WHAT NEEDS TO BE DONE:
Exactly as written, copy the lines of the data below from the first through the one containing "channel once the".

[Collected data]
☆ ☆ ☆

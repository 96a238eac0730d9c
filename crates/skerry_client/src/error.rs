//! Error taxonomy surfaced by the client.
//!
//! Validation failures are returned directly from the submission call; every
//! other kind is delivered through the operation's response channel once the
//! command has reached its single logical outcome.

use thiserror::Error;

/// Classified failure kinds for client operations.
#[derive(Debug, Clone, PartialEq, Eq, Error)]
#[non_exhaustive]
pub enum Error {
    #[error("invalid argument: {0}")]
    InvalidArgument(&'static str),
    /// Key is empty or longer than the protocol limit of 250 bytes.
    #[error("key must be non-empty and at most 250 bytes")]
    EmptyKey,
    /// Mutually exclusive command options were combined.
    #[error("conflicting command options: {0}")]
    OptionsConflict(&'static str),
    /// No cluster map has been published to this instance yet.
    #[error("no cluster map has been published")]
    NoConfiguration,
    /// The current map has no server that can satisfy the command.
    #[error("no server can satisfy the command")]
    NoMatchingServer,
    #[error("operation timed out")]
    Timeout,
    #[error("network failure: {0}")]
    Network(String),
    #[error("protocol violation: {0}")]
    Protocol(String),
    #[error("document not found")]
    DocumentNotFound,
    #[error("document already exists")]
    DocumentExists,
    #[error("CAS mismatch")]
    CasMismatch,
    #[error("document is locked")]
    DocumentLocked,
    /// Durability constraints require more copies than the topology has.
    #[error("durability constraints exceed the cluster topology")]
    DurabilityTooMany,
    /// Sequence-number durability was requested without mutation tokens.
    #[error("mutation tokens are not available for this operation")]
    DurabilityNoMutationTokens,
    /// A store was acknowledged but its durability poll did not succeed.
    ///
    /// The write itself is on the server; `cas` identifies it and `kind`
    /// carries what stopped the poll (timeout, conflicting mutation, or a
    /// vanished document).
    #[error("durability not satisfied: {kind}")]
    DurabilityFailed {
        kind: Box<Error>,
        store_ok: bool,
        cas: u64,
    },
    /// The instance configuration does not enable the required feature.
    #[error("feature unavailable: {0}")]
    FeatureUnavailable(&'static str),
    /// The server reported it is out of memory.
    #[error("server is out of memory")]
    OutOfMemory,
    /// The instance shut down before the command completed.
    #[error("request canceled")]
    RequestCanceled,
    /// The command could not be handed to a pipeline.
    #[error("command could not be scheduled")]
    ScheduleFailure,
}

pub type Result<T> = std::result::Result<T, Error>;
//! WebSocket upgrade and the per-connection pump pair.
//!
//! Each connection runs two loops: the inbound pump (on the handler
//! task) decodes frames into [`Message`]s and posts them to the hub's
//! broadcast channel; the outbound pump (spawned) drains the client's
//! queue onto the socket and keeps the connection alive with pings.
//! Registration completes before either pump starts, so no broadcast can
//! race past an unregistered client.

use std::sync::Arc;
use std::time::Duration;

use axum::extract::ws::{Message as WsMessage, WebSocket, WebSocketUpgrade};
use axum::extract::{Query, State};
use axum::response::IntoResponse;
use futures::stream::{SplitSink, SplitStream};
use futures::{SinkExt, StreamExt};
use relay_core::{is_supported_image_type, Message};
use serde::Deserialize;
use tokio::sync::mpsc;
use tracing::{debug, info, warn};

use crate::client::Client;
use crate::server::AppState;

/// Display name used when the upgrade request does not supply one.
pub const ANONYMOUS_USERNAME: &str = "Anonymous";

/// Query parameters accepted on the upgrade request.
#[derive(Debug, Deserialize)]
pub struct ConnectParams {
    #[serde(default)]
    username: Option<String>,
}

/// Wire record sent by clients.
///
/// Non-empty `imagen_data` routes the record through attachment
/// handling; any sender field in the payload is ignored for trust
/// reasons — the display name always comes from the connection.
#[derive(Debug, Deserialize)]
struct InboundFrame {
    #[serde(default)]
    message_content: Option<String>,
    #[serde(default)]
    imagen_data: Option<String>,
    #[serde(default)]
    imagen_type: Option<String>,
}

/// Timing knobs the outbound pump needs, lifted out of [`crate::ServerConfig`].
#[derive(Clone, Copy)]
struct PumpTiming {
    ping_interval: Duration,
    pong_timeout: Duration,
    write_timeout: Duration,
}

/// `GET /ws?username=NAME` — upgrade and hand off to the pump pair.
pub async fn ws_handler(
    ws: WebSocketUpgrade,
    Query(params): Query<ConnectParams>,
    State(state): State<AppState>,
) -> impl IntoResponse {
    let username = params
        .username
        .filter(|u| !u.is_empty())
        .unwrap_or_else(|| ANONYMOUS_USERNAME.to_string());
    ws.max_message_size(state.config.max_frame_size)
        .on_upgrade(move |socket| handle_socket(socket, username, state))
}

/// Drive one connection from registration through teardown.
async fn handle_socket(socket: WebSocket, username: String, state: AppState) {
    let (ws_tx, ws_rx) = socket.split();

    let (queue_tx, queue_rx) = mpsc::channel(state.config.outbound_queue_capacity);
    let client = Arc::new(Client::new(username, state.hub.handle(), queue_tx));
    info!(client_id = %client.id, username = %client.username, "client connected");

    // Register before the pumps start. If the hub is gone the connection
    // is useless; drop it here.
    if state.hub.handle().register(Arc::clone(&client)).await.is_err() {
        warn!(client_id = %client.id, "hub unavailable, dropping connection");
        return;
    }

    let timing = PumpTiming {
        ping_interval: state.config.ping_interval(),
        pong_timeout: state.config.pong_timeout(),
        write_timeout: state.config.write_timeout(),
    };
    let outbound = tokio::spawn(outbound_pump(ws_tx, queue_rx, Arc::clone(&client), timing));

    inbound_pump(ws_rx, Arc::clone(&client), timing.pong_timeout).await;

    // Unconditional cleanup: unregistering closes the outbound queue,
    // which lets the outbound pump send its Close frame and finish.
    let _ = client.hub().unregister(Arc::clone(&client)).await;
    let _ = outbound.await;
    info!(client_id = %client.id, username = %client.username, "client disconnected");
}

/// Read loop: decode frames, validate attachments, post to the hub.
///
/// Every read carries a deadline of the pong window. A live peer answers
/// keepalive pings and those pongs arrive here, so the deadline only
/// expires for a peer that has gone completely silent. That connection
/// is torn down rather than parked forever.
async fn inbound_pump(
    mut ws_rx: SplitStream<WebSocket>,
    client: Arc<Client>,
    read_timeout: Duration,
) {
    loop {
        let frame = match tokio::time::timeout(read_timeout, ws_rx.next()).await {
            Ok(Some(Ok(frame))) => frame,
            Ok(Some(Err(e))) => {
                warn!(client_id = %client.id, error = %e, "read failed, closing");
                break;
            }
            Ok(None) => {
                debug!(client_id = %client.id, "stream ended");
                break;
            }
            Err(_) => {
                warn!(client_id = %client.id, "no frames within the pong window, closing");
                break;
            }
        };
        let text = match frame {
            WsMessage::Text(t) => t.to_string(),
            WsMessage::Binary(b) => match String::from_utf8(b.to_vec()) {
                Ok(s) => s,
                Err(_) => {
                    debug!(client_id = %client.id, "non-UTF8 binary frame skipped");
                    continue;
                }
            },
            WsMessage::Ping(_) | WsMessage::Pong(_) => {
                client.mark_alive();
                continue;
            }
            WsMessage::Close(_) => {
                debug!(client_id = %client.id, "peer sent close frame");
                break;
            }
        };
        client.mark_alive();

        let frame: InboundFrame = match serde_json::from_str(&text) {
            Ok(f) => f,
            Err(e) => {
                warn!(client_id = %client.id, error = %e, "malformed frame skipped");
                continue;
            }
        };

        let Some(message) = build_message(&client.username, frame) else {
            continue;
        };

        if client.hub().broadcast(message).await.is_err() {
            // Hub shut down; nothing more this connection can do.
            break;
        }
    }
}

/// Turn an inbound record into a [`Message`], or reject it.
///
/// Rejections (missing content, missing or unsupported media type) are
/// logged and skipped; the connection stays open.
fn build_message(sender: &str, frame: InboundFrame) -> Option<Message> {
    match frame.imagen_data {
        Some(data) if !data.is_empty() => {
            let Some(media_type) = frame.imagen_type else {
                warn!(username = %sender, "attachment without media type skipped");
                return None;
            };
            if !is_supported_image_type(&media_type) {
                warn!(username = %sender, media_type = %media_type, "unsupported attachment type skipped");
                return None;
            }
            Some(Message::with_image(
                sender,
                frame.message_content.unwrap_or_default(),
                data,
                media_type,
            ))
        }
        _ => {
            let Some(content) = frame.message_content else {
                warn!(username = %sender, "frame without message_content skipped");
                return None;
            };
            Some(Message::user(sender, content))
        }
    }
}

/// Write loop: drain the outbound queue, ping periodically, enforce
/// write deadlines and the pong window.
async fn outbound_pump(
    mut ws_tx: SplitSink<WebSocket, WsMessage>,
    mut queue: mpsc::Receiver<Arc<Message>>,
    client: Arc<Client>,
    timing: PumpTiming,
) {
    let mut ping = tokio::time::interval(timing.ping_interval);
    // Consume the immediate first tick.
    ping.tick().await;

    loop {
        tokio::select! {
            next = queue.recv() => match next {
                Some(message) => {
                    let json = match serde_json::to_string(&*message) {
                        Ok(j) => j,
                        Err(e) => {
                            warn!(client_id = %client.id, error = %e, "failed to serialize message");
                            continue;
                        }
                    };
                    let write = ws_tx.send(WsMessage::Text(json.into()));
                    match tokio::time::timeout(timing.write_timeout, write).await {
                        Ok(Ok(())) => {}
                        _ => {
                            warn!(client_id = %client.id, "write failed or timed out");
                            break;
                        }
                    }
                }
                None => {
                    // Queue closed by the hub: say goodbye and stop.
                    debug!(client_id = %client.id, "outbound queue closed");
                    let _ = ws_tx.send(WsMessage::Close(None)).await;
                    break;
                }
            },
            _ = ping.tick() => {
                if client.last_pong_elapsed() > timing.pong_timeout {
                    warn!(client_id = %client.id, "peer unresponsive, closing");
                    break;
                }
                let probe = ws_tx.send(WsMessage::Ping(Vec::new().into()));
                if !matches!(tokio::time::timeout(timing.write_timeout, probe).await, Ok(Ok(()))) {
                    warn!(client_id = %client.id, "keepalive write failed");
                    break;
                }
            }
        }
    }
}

☆ ☆ ☆

FINISHED EXERCISE:
repository 96a238eac0730d9c
filename crates/skerry_client/src/error.rs
//! Error taxonomy surfaced by the client.
//!
//! Validation failures are returned directly from the submission call; every
//! other kind is delivered through the operation's response channel once the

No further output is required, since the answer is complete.